Changing culture is not achieved through mission statements alone. It requires leaders to model desired behaviors, create space for open dialogue, and reinforce accountability. Resistance often stems from concerns about disruption, loss of autonomy, or added administrative burden, making active human connection essential.
A vendor-neutral MSP can help facilitate this change by serving as an objective partner focused on organizational goals rather than supplier preferences. Because the MSP is not tied to any single staffing agency, it can build trust through transparent, data-driven decisions based on clinical fit, quality, compliance, and cost-effectiveness.
At the same time, a well-managed program improves the physician experience through streamlined onboarding, standardized processes, and clear communication that reduce administrative burden and accelerate time-to-start. For medical leadership, greater visibility into spend, compliance, and workforce performance transforms governance from a perceived obstacle into a tool for better workforce outcomes.
Health systems that have made this transition report the same outcomes: decentralized spend is captured, operational risk is reduced, rates and stipends are brought under control, and compliance, reporting, and credentialing become consistent. Furthermore, talent is activated faster, and leadership achieves a clear view of the physician workforce for the first time. Locum tenens moves from being an unmanaged, siloed expense to a strategic workforce asset.

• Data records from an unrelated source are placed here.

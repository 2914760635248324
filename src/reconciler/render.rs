//! Rendering of every file the charm writes from configuration
//!
//! All functions here are pure apart from reading template overrides, so a
//! render failure is discovered before anything touches the host.

use anyhow::{Context, Result};
use declarative::HostFs;
use hostkit::template::{self, Context as TemplateContext};
use std::collections::BTreeMap;

use crate::config::{HostLayout, TargetConfiguration};

pub const SERVICE_TEMPLATE: &str =
    include_str!("../../templates/license-manager-agent.service.tmpl");
pub const TIMER_TEMPLATE: &str = include_str!("../../templates/license-manager-agent.timer.tmpl");
pub const PROLOG_SCRIPT: &str = include_str!("../../templates/slurmctld_prolog.sh");
pub const EPILOG_SCRIPT: &str = include_str!("../../templates/slurmctld_epilog.sh");

const ENV_HEADER: &str = "# Managed by license-agent-charm. Local edits are overwritten.\n";

/// Environment variable name for a setting key
///
/// `backend-base-url` with prefix `LM2_AGENT_` becomes
/// `LM2_AGENT_BACKEND_BASE_URL`. Keys are checked by
/// [`TargetConfiguration::validate`] before they get here.
pub fn env_key(prefix: &str, key: &str) -> String {
    format!("{prefix}{}", key.to_ascii_uppercase().replace('-', "_"))
}

/// Full content of the environment-defaults file
///
/// One `PREFIX_KEY=value` line per setting, sorted by key.
pub fn environment_file(settings: &BTreeMap<String, String>, prefix: &str) -> String {
    let mut out = String::from(ENV_HEADER);
    for (key, value) in settings {
        out.push_str(&env_key(prefix, key));
        out.push('=');
        out.push_str(&quote(value));
        out.push('\n');
    }
    out
}

/// Quote a value so both systemd and `sh` read it back unchanged
fn quote(value: &str) -> String {
    let plain = !value.is_empty()
        && !value
            .chars()
            .any(|c| c.is_whitespace() || matches!(c, '"' | '\'' | '\\' | '#' | '$' | '`'));
    if plain {
        return value.to_string();
    }

    let mut quoted = String::with_capacity(value.len() + 2);
    quoted.push('"');
    for c in value.chars() {
        if matches!(c, '"' | '\\' | '$' | '`') {
            quoted.push('\\');
        }
        quoted.push(c);
    }
    quoted.push('"');
    quoted
}

/// Rendered supervisor unit files
#[derive(Debug, Clone, PartialEq, Eq)]
pub struct RenderedUnits {
    pub service: String,
    /// Present when the layout uses a timer
    pub timer: Option<String>,
}

/// Values the unit templates may reference
pub fn unit_context(layout: &HostLayout, target: &TargetConfiguration) -> TemplateContext {
    let exec_start = layout.bin_dir().join(&layout.agent_entrypoint);
    [
        ("description", "License Manager Agent".to_string()),
        ("user", layout.user.clone()),
        ("group", layout.group.clone()),
        (
            "environment-file",
            layout.environment_file.display().to_string(),
        ),
        ("exec-start", exec_start.display().to_string()),
        (
            "timeout-interval",
            target.timeout_interval.as_secs().to_string(),
        ),
        ("stat-interval", target.stat_interval.as_secs().to_string()),
        ("service-name", layout.service_name.clone()),
    ]
    .into_iter()
    .map(|(k, v)| (k.to_string(), v))
    .collect()
}

/// Render the service unit and, if used, the timer unit
pub fn render_units(
    layout: &HostLayout,
    target: &TargetConfiguration,
    fs: &dyn HostFs,
) -> Result<RenderedUnits> {
    let context = unit_context(layout, target);

    let service_template = load_template(layout, fs, &layout.service_name, SERVICE_TEMPLATE)?;
    let service = template::render(&layout.service_name, &service_template, &context)?;

    let timer = if layout.use_timer {
        let timer_template = load_template(layout, fs, &layout.timer_name, TIMER_TEMPLATE)?;
        Some(template::render(&layout.timer_name, &timer_template, &context)?)
    } else {
        None
    };

    Ok(RenderedUnits { service, timer })
}

/// `<template-dir>/<unit>.tmpl` if it exists, else the built-in template
fn load_template(
    layout: &HostLayout,
    fs: &dyn HostFs,
    unit: &str,
    builtin: &'static str,
) -> Result<String> {
    if let Some(dir) = &layout.template_dir {
        let path = dir.join(format!("{unit}.tmpl"));
        if fs.exists(&path) {
            log::debug!("Using template override {}", path.display());
            return fs
                .read_to_string(&path)
                .with_context(|| format!("Failed to read template {}", path.display()));
        }
    }
    Ok(builtin.to_string())
}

For one healthcare system, RightSourcing by Magnit improved provider deployment speed and workforce planning through a proactive, data-driven approach. A vetted provider pool spanning multiple facilities, combined with advance credentialing at more than one location, enabled qualified providers to be redeployed and onboarded in approximately 50% less time than a full credentialing process. Regular forecasting sessions with hiring leaders helped identify staffing needs 60–90 days in advance, reducing reliance on temporary privileges, lowering compliance risk, and increasing planned starts from 7% in 2024 to 38% in 2025. Strategic, market-based rate adjustments further improved hiring outcomes, reducing the average time from request approval to candidate acceptance from 20 days to just 6 days while accelerating candidate engagement and placement.
Locum tenens is a structural feature of the healthcare system as a whole: a necessary response to systemic workforce volatility and physician shortages. And it’s not going away. Health systems that try to reduce locum reliance purely in the name of cost control often end up trading one crisis for another.
The real challenge is integration. No single staffing model works in isolation. Permanent hires, travel staff, and locum physicians each serve a distinct role and need to be managed under a single umbrella of visibility. Vendor-neutral governance is what makes that possible, delivering the flexibility and insights health systems need without the compliance risks or operational chaos that unmanaged programs create.
Locum tenens will remain essential, but the era of the unmanaged locum program is no longer sustainable. Organizations that transfer their decentralized spend into a centralized governance infrastructure will be far better positioned to weather whatever workforce volatility comes next.
Disclaimer: The content in this blog post is for informational purposes only and cannot be construed as specific legal advice or as a substitute for legal advice. The blog post reflects the opinion of Magnit and is not to be construed as legal solutions and positions. Contact an attorney for specific advice and guidance for specific issues or questions.